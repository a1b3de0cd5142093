//! # AT transaction engine
//!
//! Issues one command at a time and accumulates the reply until a success token, the error token
//! or the capacity limit is reached. Matching is done on the accumulated bytes instead of lines,
//! as not all replies are line terminated (e.g. the send prompt `>`).
//!
//! The response accumulator is owned by the engine and borrowed by the returned response, so a
//! second transaction can't be started while a previous response is still in use.
use crate::ipd::ChunkDecoder;
use crate::ring::Consumer;
use crate::serial::{ByteSource, IoError, SerialInterface, DEFAULT_TIMEOUT_MS};
use embedded_io::Write;
use fugit_timer::Timer;
use heapless::Vec;
use log::{debug, trace, warn};

/// Max. length of a formatted command
pub const MAX_COMMAND_SIZE: usize = 256;

/// Capacity of the response accumulator
pub const MAX_RESPONSE_SIZE: usize = 8 * 1024;

/// Generic success token
pub const OK_TOKEN: &[u8] = b"OK\r\n";

/// Success token of connection establishment
pub const CONNECT_TOKEN: &[u8] = b"CONNECT\r\n";

/// Module is ready to receive raw socket data
pub const SEND_PROMPT_TOKEN: &[u8] = b"OK\r\n\r\n>";

/// Raw socket data was transmitted
pub const SEND_OK_TOKEN: &[u8] = b"SEND OK\r\n";

/// Generic error token
pub const ERROR_TOKEN: &[u8] = b"ERROR\r\n";

/// Prefix of inbound socket data frames
pub const IPD_TOKEN: &[u8] = b"+IPD,";

/// End of inbound socket data
pub const IPD_END_TOKEN: &[u8] = b"OK\r\n\r\n";

/// Connection got closed
pub const CLOSED_TOKEN: &[u8] = b"CLOSED\r\n";

/// Errors of a single transaction
#[derive(Copy, Clone, Debug, PartialEq, Eq)]
pub enum TransactionError {
    /// Transport failure, driver needs to be reinitialized
    Io(IoError),

    /// No terminal token observed in time. May be retried.
    Timeout,

    /// Module responded with an error or sent an invalid frame
    Protocol(ProtocolError),

    /// Command, response or payload exceeded a fixed capacity
    Overflow,
}

/// Details of [TransactionError::Protocol]
#[derive(Copy, Clone, Debug, PartialEq, Eq)]
pub enum ProtocolError {
    /// Module replied with `ERROR`
    ErrorResponse,

    /// Data stopped inside a declared frame
    TruncatedFrame,

    /// Frame length field is not a decimal number terminated by a colon
    InvalidHeader,
}

impl From<IoError> for TransactionError {
    fn from(error: IoError) -> Self {
        TransactionError::Io(error)
    }
}

/// Synchronous command/response engine on top of [SerialInterface]
pub struct AtEngine<'a, W: Write, T: Timer<TIMER_HZ>, const TIMER_HZ: u32, const RX_SIZE: usize> {
    /// Serial byte source
    pub(crate) serial: SerialInterface<'a, W, T, TIMER_HZ, RX_SIZE>,

    /// Response of the current/last transaction
    response: Vec<u8, MAX_RESPONSE_SIZE>,

    /// Timeout for reading a single byte
    pub(crate) byte_timeout_ms: u32,

    /// Module signaled a closed connection since the flag got last taken
    peer_closed: bool,
}

impl<'a, W: Write, T: Timer<TIMER_HZ>, const TIMER_HZ: u32, const RX_SIZE: usize> AtEngine<'a, W, T, TIMER_HZ, RX_SIZE> {
    pub fn new(writer: W, rx: Consumer<'a, RX_SIZE>, timer: T) -> Self {
        Self {
            serial: SerialInterface::new(writer, rx, timer),
            response: Vec::new(),
            byte_timeout_ms: DEFAULT_TIMEOUT_MS,
            peer_closed: false,
        }
    }

    /// Sends the command and waits until the response contains the given token.
    ///
    /// The whole transaction is bounded by `timeout_ms`. On success the accumulated response is returned.
    pub fn execute(&mut self, command: &[u8], token: &[u8], timeout_ms: u32) -> Result<&[u8], TransactionError> {
        self.response.clear();
        trace!("Sending {} command bytes", command.len());

        self.serial.write(command)?;
        self.collect(token, timeout_ms)?;
        Ok(self.response.as_slice())
    }

    /// Waits for the given token without sending anything, e.g. for catching unsolicited messages
    pub fn await_token(&mut self, token: &[u8], timeout_ms: u32) -> Result<&[u8], TransactionError> {
        self.response.clear();
        self.collect(token, timeout_ms)?;
        Ok(self.response.as_slice())
    }

    /// Receives socket data delivered as `+IPD` frames and returns the payload length written to the buffer
    pub fn receive(&mut self, buffer: &mut [u8]) -> Result<usize, TransactionError> {
        let received = ChunkDecoder::new().receive(&mut self.serial, buffer, self.byte_timeout_ms)?;
        self.peer_closed |= received.closed;
        Ok(received.length)
    }

    /// Response accumulated by the last transaction, also available if the transaction failed
    pub fn response(&self) -> &[u8] {
        &self.response
    }

    /// Returns true once if a closed connection was signaled by the module
    pub(crate) fn take_peer_closed(&mut self) -> bool {
        core::mem::take(&mut self.peer_closed)
    }

    /// Reads bytes until a terminal condition is met
    fn collect(&mut self, token: &[u8], timeout_ms: u32) -> Result<(), TransactionError> {
        let start = self.serial.now();

        loop {
            let elapsed = self.serial.elapsed_ms(start);
            if elapsed >= timeout_ms {
                warn!("Transaction timed out after {} ms ({} bytes received)", elapsed, self.response.len());
                return Err(TransactionError::Timeout);
            }

            let byte_timeout = self.byte_timeout_ms.min(timeout_ms - elapsed);
            let byte = match self.serial.read_byte(byte_timeout)? {
                Some(byte) => byte,
                None => continue,
            };

            if self.response.push(byte).is_err() || self.response.is_full() {
                warn!("Response exceeded {} bytes", MAX_RESPONSE_SIZE);
                return Err(TransactionError::Overflow);
            }

            if self.response.ends_with(CLOSED_TOKEN) {
                debug!("Connection closed by remote");
                self.peer_closed = true;
            }

            if self.response.ends_with(token) {
                return Ok(());
            }

            if self.response.ends_with(ERROR_TOKEN) {
                debug!("Module responded with error");
                return Err(TransactionError::Protocol(ProtocolError::ErrorResponse));
            }
        }
    }

    /// Releases the transport resources
    pub(crate) fn release(self) -> (W, Consumer<'a, RX_SIZE>, T) {
        self.serial.release()
    }
}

§

## PROBLEM STATEMENT
Proceeding from the line containing "Ok(received.length)" through the line containing "if self.response.push(byte).is_err() ||", transcribe the lines above exactly, both end lines included.

## TASK ANSWER
        Ok(received.length)
    }

    /// Response accumulated by the last transaction, also available if the transaction failed
    pub fn response(&self) -> &[u8] {
        &self.response
    }

    /// Returns true once if a closed connection was signaled by the module
    pub(crate) fn take_peer_closed(&mut self) -> bool {
        core::mem::take(&mut self.peer_closed)
    }

    /// Reads bytes until a terminal condition is met
    fn collect(&mut self, token: &[u8], timeout_ms: u32) -> Result<(), TransactionError> {
        let start = self.serial.now();

        loop {
            let elapsed = self.serial.elapsed_ms(start);
            if elapsed >= timeout_ms {
                warn!("Transaction timed out after {} ms ({} bytes received)", elapsed, self.response.len());
                return Err(TransactionError::Timeout);
            }

            let byte_timeout = self.byte_timeout_ms.min(timeout_ms - elapsed);
            let byte = match self.serial.read_byte(byte_timeout)? {
                Some(byte) => byte,
                None => continue,
            };

            if self.response.push(byte).is_err() || self.response.is_full() {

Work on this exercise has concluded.